The task: Within the entries below, how many lines carry the word "message"? State the number and stop.

** Information given follows **

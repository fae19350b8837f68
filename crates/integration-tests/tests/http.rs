//! Router behaviour that does not need a database.
//!
//! Requests are driven with `tower::ServiceExt::oneshot` against the full
//! middleware stack over a pool that never connects.

#![allow(clippy::unwrap_used)]

use axum::body::Body;
use axum::http::{Request, StatusCode};
use chequealo_integration_tests::app_without_database;
use http_body_util::BodyExt;
use tower::util::ServiceExt;

async fn send(request: Request<Body>) -> axum::response::Response {
    app_without_database().oneshot(request).await.unwrap()
}

async fn json_body(response: axum::response::Response) -> serde_json::Value {
    let bytes = response.into_body().collect().await.unwrap().to_bytes();
    serde_json::from_slice(&bytes).unwrap()
}

fn get(uri: &str) -> Request<Body> {
    Request::builder().uri(uri).body(Body::empty()).unwrap()
}

fn post_json(uri: &str, body: &serde_json::Value) -> Request<Body> {
    Request::builder()
        .method("POST")
        .uri(uri)
        .header("content-type", "application/json")
        .body(Body::from(body.to_string()))
        .unwrap()
}

#[tokio::test]
async fn test_health_is_ok_with_security_headers() {
    let response = send(get("/health")).await;

    assert_eq!(response.status(), StatusCode::OK);
    let headers = response.headers();
    assert_eq!(headers.get("x-frame-options").unwrap(), "DENY");
    assert_eq!(headers.get("x-content-type-options").unwrap(), "nosniff");
    assert!(headers.get("x-request-id").is_some());
}

#[tokio::test]
async fn test_upstream_request_id_is_echoed() {
    let request = Request::builder()
        .uri("/health")
        .header("x-request-id", "chq-abc-123")
        .body(Body::empty())
        .unwrap();
    let response = send(request).await;
    assert_eq!(response.headers().get("x-request-id").unwrap(), "chq-abc-123");
}

#[tokio::test]
async fn test_profile_requires_login() {
    let response = send(get("/api/me")).await;

    assert_eq!(response.status(), StatusCode::UNAUTHORIZED);
    let body = json_body(response).await;
    assert_eq!(body["error"], "Login required");
}

#[tokio::test]
async fn test_review_submission_requires_login() {
    let body = serde_json::json!({ "rating": 5, "comment": "Excelente servicio" });
    let response = send(post_json("/api/shops/1/reviews", &body)).await;
    assert_eq!(response.status(), StatusCode::UNAUTHORIZED);
}

#[tokio::test]
async fn test_admin_routes_require_login() {
    let response = send(post_json("/api/admin/claims/1/approve", &serde_json::json!({}))).await;
    assert_eq!(response.status(), StatusCode::UNAUTHORIZED);

    let response = send(get("/api/admin/summary")).await;
    assert_eq!(response.status(), StatusCode::UNAUTHORIZED);
}

#[tokio::test]
async fn test_listing_rejects_out_of_range_coordinates() {
    let response = send(get("/api/shops?lat=95.0&lng=-69.9")).await;

    assert_eq!(response.status(), StatusCode::BAD_REQUEST);
    let body = json_body(response).await;
    assert!(body["error"].is_string());
}

#[tokio::test]
async fn test_listing_rejects_half_given_coordinates() {
    let response = send(get("/api/shops?lat=18.5")).await;

    assert_eq!(response.status(), StatusCode::BAD_REQUEST);
    let body = json_body(response).await;
    assert_eq!(body["error"], "lat and lng must be given together");
}

#[tokio::test]
async fn test_unknown_route_is_not_found() {
    let response = send(get("/api/garages")).await;
    assert_eq!(response.status(), StatusCode::NOT_FOUND);
}

#[tokio::test]
async fn test_peer_address_keys_the_rate_limiter() {
    // No proxy headers: the limiter must key on the connection's peer address
    // and let the request through to the handler.
    let request = Request::builder()
        .method("POST")
        .uri("/api/location")
        .body(Body::empty())
        .unwrap();
    let response = send(request).await;
    assert_eq!(response.status(), StatusCode::UNSUPPORTED_MEDIA_TYPE);
}

#[tokio::test]
async fn test_auth_burst_is_throttled_per_client() {
    let app = app_without_database();
    let login = || {
        Request::builder()
            .method("POST")
            .uri("/auth/login")
            .header("x-forwarded-for", "190.166.4.2")
            .body(Body::empty())
            .unwrap()
    };

    for _ in 0..5 {
        let response = app.clone().oneshot(login()).await.unwrap();
        assert_eq!(response.status(), StatusCode::UNSUPPORTED_MEDIA_TYPE);
    }

    let response = app.clone().oneshot(login()).await.unwrap();
    assert_eq!(response.status(), StatusCode::TOO_MANY_REQUESTS);

    let other_client = Request::builder()
        .method("POST")
        .uri("/auth/login")
        .body(Body::empty())
        .unwrap();
    let response = app.oneshot(other_client).await.unwrap();
    assert_eq!(response.status(), StatusCode::UNSUPPORTED_MEDIA_TYPE);
}
//! Directory service error types.

use thiserror::Error;

use chequealo_core::AlreadyResolved;

use crate::db::RepositoryError;

/// Which uniqueness rule a submission ran into.
#[derive(Debug, Clone, Copy, PartialEq, Eq)]
pub enum Duplicate {
    Review,
    Reply,
    Claim,
    UpdateRequest,
}

impl std::fmt::Display for Duplicate {
    fn fmt(&self, f: &mut std::fmt::Formatter<'_>) -> std::fmt::Result {
        let message = match self {
            Self::Review => "you already reviewed this shop",
            Self::Reply => "this review already has a reply; update it instead",
            Self::Claim => "you already have a pending request for this shop",
            Self::UpdateRequest => "this shop already has a pending update request",
        };
        f.write_str(message)
    }
}

/// Errors returned by the directory services.
#[derive(Debug, Error)]
pub enum ServiceError {
    /// Input rejected before any write.
    #[error("{0}")]
    Validation(String),

    /// A storage uniqueness rule rejected the write.
    #[error("{0}")]
    Duplicate(Duplicate),

    /// The caller may not perform this operation.
    #[error("not permitted")]
    Forbidden,

    /// The referenced record does not exist (or is not visible to the caller).
    #[error("{0} not found")]
    NotFound(&'static str),

    /// The review already used its single edit.
    #[error("this review has already been edited")]
    AlreadyEdited,

    /// Moderation transition on a request that is no longer pending.
    #[error(transparent)]
    AlreadyResolved(#[from] AlreadyResolved),

    /// Repository/database error.
    #[error("database error: {0}")]
    Repository(RepositoryError),
}

impl From<RepositoryError> for ServiceError {
    fn from(err: RepositoryError) -> Self {
        match err {
            RepositoryError::NotFound => Self::NotFound("record"),
            RepositoryError::AlreadyResolved(resolved) => Self::AlreadyResolved(resolved),
            other => Self::Repository(other),
        }
    }
}

impl ServiceError {
    /// Map a repository conflict to the given duplicate kind.
    pub(crate) fn duplicate_on_conflict(err: RepositoryError, kind: Duplicate) -> Self {
        match err {
            RepositoryError::Conflict(_) => Self::Duplicate(kind),
            other => other.into(),
        }
    }
}

#[cfg(test)]
mod tests {
    use super::*;
    use chequealo_core::RequestStatus;

    #[test]
    fn test_conflict_maps_to_duplicate() {
        let err = ServiceError::duplicate_on_conflict(
            RepositoryError::Conflict("review".to_string()),
            Duplicate::Review,
        );
        assert!(matches!(err, ServiceError::Duplicate(Duplicate::Review)));
        assert_eq!(err.to_string(), "you already reviewed this shop");
    }

    #[test]
    fn test_already_resolved_passes_through() {
        let err: ServiceError = RepositoryError::AlreadyResolved(AlreadyResolved {
            current: RequestStatus::Rejected,
        })
        .into();
        assert_eq!(err.to_string(), "request already rejected");
    }

    #[test]
    fn test_other_errors_stay_internal() {
        let err = ServiceError::duplicate_on_conflict(
            RepositoryError::DataCorruption("bad".to_string()),
            Duplicate::Claim,
        );
        assert!(matches!(err, ServiceError::Repository(_)));
    }
}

** End of Information given **

Result: 2